- [To do]: In exact form, set down only those lines of the material that run from its first line to the line with "pub struct RunReport", inclusive.

===

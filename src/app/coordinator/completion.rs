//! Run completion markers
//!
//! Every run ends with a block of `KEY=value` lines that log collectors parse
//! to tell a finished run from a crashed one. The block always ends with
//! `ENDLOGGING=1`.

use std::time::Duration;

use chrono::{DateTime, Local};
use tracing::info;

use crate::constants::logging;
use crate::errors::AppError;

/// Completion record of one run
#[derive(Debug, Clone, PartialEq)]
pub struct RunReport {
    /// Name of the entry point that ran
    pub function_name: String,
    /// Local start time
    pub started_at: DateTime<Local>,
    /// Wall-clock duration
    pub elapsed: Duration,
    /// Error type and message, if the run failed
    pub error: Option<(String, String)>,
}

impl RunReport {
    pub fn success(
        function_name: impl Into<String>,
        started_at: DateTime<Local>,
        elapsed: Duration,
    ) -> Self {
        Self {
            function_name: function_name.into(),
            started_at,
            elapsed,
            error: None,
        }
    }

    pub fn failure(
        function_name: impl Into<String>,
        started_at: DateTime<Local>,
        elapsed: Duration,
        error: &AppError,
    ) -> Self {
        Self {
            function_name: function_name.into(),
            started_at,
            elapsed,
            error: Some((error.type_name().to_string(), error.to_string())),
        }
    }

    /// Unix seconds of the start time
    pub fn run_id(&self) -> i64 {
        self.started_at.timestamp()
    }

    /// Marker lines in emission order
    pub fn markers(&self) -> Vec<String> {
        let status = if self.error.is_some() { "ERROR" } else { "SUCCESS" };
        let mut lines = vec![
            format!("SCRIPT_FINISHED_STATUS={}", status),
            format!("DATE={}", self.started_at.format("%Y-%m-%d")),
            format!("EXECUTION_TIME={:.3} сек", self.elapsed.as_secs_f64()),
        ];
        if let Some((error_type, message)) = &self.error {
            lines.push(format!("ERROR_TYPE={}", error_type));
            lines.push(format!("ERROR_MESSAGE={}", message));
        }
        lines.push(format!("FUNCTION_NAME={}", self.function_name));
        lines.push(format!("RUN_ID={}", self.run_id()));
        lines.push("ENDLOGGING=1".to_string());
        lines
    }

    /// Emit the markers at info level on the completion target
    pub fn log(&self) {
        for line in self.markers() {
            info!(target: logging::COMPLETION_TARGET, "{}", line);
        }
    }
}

===

- [Problem solution]:
filename src/app/coordinator/completion.rs
//! Run completion markers
//!
//! Every run ends with a block of `KEY=value` lines that log collectors parse
//! to tell a finished run from a crashed one. The block always ends with
//! `ENDLOGGING=1`.

use std::time::Duration;

use chrono::{DateTime, Local};
use tracing::info;

use crate::constants::logging;
use crate::errors::AppError;

/// Completion record of one run
#[derive(Debug, Clone, PartialEq)]
pub struct RunReport {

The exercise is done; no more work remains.